LOVELY TO LOOK AT (MGM, 1952) Warner Archive

With its all-star assemblage, a veritable who’s who of MGM’s then reigning glitterati, a sumptuous pre-sold score already immortalized by Jerome Kern, and, gowns by Adrian, returning to his alma mater for the first time since striking out on his own in 1941, director, Mervyn LeRoy’s Lovely To Look At (1952) had something for anyone old enough to remember and admire such in-house panache at its zenith. Even better, here was the perfect artistic vehicle to inaugurate husband and wife dancers extraordinaire, Marge and Gower Champion (then, being groomed as ‘the next’ Fred Astaire and Ginger Rogers), despite the fact Astaire and Rogers had willingly acknowledged the sun had already begun to set on that art deco decadence, appearing for only one final bow together after their legendary run at RKO in MGM’s The Barkleys of Broadway in 1949. Things come suitable to a particular time. The Champions, with their impeccable timing and exquisitely intimate understanding of each other’s bodies, effortlessly to move as one in their pas deux, ‘Smoke Gets In Your Eyes’ – danced across a seemingly bottomless azure backdrop of twinkling stars – marked both a new beginning, as well as the beginning of the end for such graceful achievements on the big screen, with a truly awe-inspiring and applause-worthy execution in style and substance. This level of perfection, alas, was never to be equaled anywhere else in the film, not in the mellifluous coupling of co-stars, Howard Keel and Kathryn Grayson – each, at the top of their game and paired together for the second time (their first, 1951’s Show Boat, and their third and last, 1953’s Kiss Me Kate), nor in the joyously daft rendering of second-tier hopefuls, Ann Miller and Red Skelton, strictly in it for comic relief. Nor even in Vincente Minnelli’s uncredited, fanciful and outlandishly staged ‘fashion show’ finale, sporting more than 40 original creations by Adrian at a staggering cost of $100,000, complete with a story within a story, to feature the Champions again: Gower, as a sexy jewel thief, making chase through this fashion parade of statuesque beauties, on route to a rendezvous with Marge’s kinky/slinky escape artist.    
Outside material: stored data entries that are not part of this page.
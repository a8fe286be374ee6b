//! Session driver
//!
//! ## Purpose
//!
//! A [`Session`] owns one mounted tree and everything that hangs off it: the
//! retained render state, the last result, the change queue, the context
//! registry, the handle tracker, spawned tasks and deferred effects.
//!
//! ## Render cycle
//!
//! 1. Wait for the first queued [`Change`] and drain up to `max_batch` more.
//! 2. Coalesce dirty paths into one trie and split out side-channel messages.
//! 3. Rerender the dirty paths and diff the old result against the new one.
//! 4. Move node handles over to the new result and resolve focus requests.
//! 5. Fire `ref` callbacks, adopt spawned tasks, run effects.
//!
//! Emitted actions are ordered side channel first, then patches, then focus.
//! A render error poisons the session: its state is gone and every further
//! call fails with [`SessionError::Poisoned`].

use crate::config::SessionConfig;
use crate::context::{Change, ChangeSink, Effect, RenderContext};
use crate::driver;
use crate::element::{Element, RenderState};
use crate::error::{SessionError, SessionResult};
use crate::event::{Callback, Event};
use crate::provider::ContextRegistry;
use crate::tracker::{ref_updates, NodeHandle, Tracker};
use arbor_paths::DirtyPaths;
use arbor_vdom::{diff, to_wire, Action, PropValue, VNode};
use futures::future::LocalBoxFuture;
use futures::stream::{FuturesUnordered, StreamExt};
use std::rc::Rc;
use tokio::sync::mpsc::UnboundedReceiver;
use tracing::{debug, error, info, instrument, trace, warn};

pub struct Session {
    root: Element,
    state: Option<RenderState>,
    result: VNode,
    config: SessionConfig,
    sink: ChangeSink,
    changes: UnboundedReceiver<Change>,
    contexts: ContextRegistry,
    tracker: Tracker,
    tasks: FuturesUnordered<LocalBoxFuture<'static, ()>>,
    effects: Vec<Effect>,
    poisoned: bool,
}

/// Flattened path carried in an event's `details.target`
fn target_path(details: &serde_json::Value) -> Option<Vec<usize>> {
    details
        .get("target")?
        .as_array()?
        .iter()
        .map(|index| index.as_u64().map(|index| index as usize))
        .collect()
}

impl Session {
    /// Render `root` for the first time
    #[instrument(skip_all)]
    pub fn mount(root: Element, config: SessionConfig) -> SessionResult<Self> {
        let (sink, changes) = ChangeSink::channel();
        let contexts = ContextRegistry::new();

        let mut ctx = RenderContext::new(DirtyPaths::new(), sink.clone(), contexts.clone());
        let (state, result) = driver::init(&root);
        let (state, result) = driver::render(&mut ctx, &root, state, result)?;
        let (effects, tasks) = ctx.into_deferred();

        let tracker = Tracker::new(result.clone(), sink.clone());
        let mut session = Session {
            root,
            state: Some(state),
            result,
            config,
            sink,
            changes,
            contexts,
            tracker,
            tasks: FuturesUnordered::new(),
            effects: Vec::new(),
            poisoned: false,
        };
        session.settle(None, effects, tasks);

        info!("session mounted");
        Ok(session)
    }

    /// Current rendered tree
    pub fn result(&self) -> &VNode {
        &self.result
    }

    pub fn config(&self) -> &SessionConfig {
        &self.config
    }

    /// Sender for changes originating outside the tree
    pub fn sink(&self) -> &ChangeSink {
        &self.sink
    }

    pub fn is_poisoned(&self) -> bool {
        self.poisoned
    }

    /// Spawned futures that have not completed yet
    pub fn pending_tasks(&self) -> usize {
        self.tasks.len()
    }

    /// Handle for the node at a flattened path of the current result
    pub fn handle_at(&self, path: &[usize]) -> SessionResult<NodeHandle> {
        Ok(self.tracker.handle_at(path)?)
    }

    fn check(&self) -> SessionResult<()> {
        if self.poisoned {
            return Err(SessionError::Poisoned);
        }
        Ok(())
    }

    fn batch_limit(&self) -> usize {
        self.config.max_batch.max(1)
    }

    /// Wait for at least one change, then render everything queued
    ///
    /// Spawned tasks are driven while waiting.
    pub async fn next_render(&mut self) -> SessionResult<Vec<Action>> {
        self.check()?;

        let first = loop {
            tokio::select! {
                change = self.changes.recv() => break change.ok_or(SessionError::Closed)?,
                Some(()) = self.tasks.next(), if !self.tasks.is_empty() => continue,
            }
        };

        let mut changes = vec![first];
        while changes.len() < self.batch_limit() {
            match self.changes.try_recv() {
                Ok(change) => changes.push(change),
                Err(_) => break,
            }
        }
        self.process(changes)
    }

    /// Render whatever is queued without waiting; no actions when idle
    pub fn render_pending(&mut self) -> SessionResult<Vec<Action>> {
        self.check()?;

        let mut changes = Vec::new();
        while changes.len() < self.batch_limit() {
            match self.changes.try_recv() {
                Ok(change) => changes.push(change),
                Err(_) => break,
            }
        }
        if changes.is_empty() {
            return Ok(Vec::new());
        }
        self.process(changes)
    }

    #[instrument(skip_all, fields(changes = changes.len()))]
    fn process(&mut self, changes: Vec<Change>) -> SessionResult<Vec<Action>> {
        let mut dirty = DirtyPaths::new();
        let mut actions = Vec::new();
        let mut focus = Vec::new();

        for change in changes {
            match change {
                Change::Dirty(path) => dirty.add(&path),
                Change::PushUrl(url) => actions.push(Action::PushUrl(url)),
                Change::ReplaceUrl(url) => actions.push(Action::ReplaceUrl(url)),
                Change::SetCookie { key, value } => actions.push(Action::SetCookie { key, value }),
                Change::UnsetCookie(key) => actions.push(Action::UnsetCookie(key)),
                Change::Focus(handle) => focus.push(handle),
            }
        }

        let state = self.state.take().ok_or(SessionError::Poisoned)?;
        let mut ctx = RenderContext::new(dirty, self.sink.clone(), self.contexts.clone());
        let (state, result) = match driver::rerender(&mut ctx, &self.root, state, self.result.clone()) {
            Ok(output) => output,
            Err(render_error) => {
                self.poisoned = true;
                error!(error = %render_error, "render failed, poisoning session");
                return Err(render_error.into());
            }
        };
        self.state = Some(state);
        let previous = std::mem::replace(&mut self.result, result);

        actions.extend(diff(&previous, &self.result));
        self.tracker.update(&self.result);

        for handle in focus {
            match handle.path() {
                Ok(path) => actions.push(Action::Focus { path }),
                Err(error) => debug!(handle = handle.id(), %error, "dropping focus request"),
            }
        }

        let (effects, tasks) = ctx.into_deferred();
        self.settle(Some(previous), effects, tasks);

        if self.config.log_patches {
            match to_wire(&actions) {
                Ok(wire) => trace!(%wire, "emitting patches"),
                Err(error) => warn!(%error, "could not serialize patches"),
            }
        }
        debug!(actions = actions.len(), "render cycle complete");
        Ok(actions)
    }

    /// Post-diff work of a cycle: ref callbacks, tasks, effects
    fn settle(
        &mut self,
        previous: Option<VNode>,
        effects: Vec<Effect>,
        tasks: Vec<LocalBoxFuture<'static, ()>>,
    ) {
        for update in ref_updates(previous.as_ref(), Some(&self.result)) {
            let handle = update.target.map(|chain| self.tracker.attach(chain));
            (update.callback.0)(handle);
        }

        self.tasks.extend(tasks);
        self.effects.extend(effects);
        if self.config.run_effects {
            self.run_effects();
        }
    }

    /// Run queued effects, returning how many ran
    pub fn run_effects(&mut self) -> usize {
        let effects = std::mem::take(&mut self.effects);
        let count = effects.len();
        for effect in effects {
            effect();
        }
        if count > 0 {
            trace!(count, "ran effects");
        }
        count
    }

    /// Deliver a client event to the `on<event_type>` handler of the node at
    /// `path`
    ///
    /// `details.target`, when present, is the flattened path of the node the
    /// event originated from.
    #[instrument(skip(self, details), fields(event = event_type))]
    pub fn dispatch(
        &mut self,
        event_type: &str,
        path: &[usize],
        details: serde_json::Value,
    ) -> SessionResult<()> {
        self.check()?;

        let current = self.tracker.handle_at(path)?;
        let node = current.resolve()?;
        let key = format!("on{}", event_type);
        let callback = node
            .as_element()
            .and_then(|element| element.props.get(&key))
            .and_then(PropValue::as_handler)
            .and_then(|handler| handler.callback.downcast_ref::<Callback>())
            .cloned()
            .ok_or_else(|| SessionError::MissingHandler {
                event: event_type.to_string(),
                path: path.to_vec(),
            })?;

        let current = Rc::new(current);
        let target = match target_path(&details) {
            Some(target) if target != path => Rc::new(self.tracker.handle_at(&target)?),
            _ => current.clone(),
        };

        let event = Event {
            kind: event_type.to_string(),
            target,
            current_target: current,
            details,
        };
        (callback.0)(&event);
        Ok(())
    }

    /// Tear the tree down, releasing refs and hook slots
    pub fn unmount(mut self) {
        for update in ref_updates(Some(&self.result), None) {
            (update.callback.0)(None);
        }
        if let Some(state) = self.state.take() {
            driver::unmount(&self.root, state, self.result.clone());
        }
        info!(pending_tasks = self.tasks.len(), "session unmounted");
    }
}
Based on Alice Duer Miller's novel 'Gowns by Roberta', and, more directly on the Broadway smash hit, and, subsequent film version of Roberta (1933) a big one for Astaire and Rogers, Lovely To Look At kept only the Kern classics and threadbare outline from the original book and screenplay, deciding instead to go it alone and bigger than ever with a new screenplay by George Wells and Harry Ruby. In its preliminary stages, the picture was planned as yet another reunion for Gene Kelly and Frank Sinatra. The problem here was Sinatra, by 1952, increasingly at odds with the studio, and, tired of always being cast as the seemingly anemic crooner to Kelly’s robust figure of male athleticism. And thus, the reunion was not to be – with Sinatra entering a fallow period in his career in which he found it increasingly difficult to find work, either as a recording artist or movie star. Lovely to Look At is yet another blazing example of MGM’s excellence in the picture-making biz – a formula that, in the good ole days, ought to have sent cash registers ringing round the world. Fair enough – the crowds still came around, though hardly in the droves that had once ear-marked virtually every Metro musical for a shockingly successful debut at Radio City Music Hall.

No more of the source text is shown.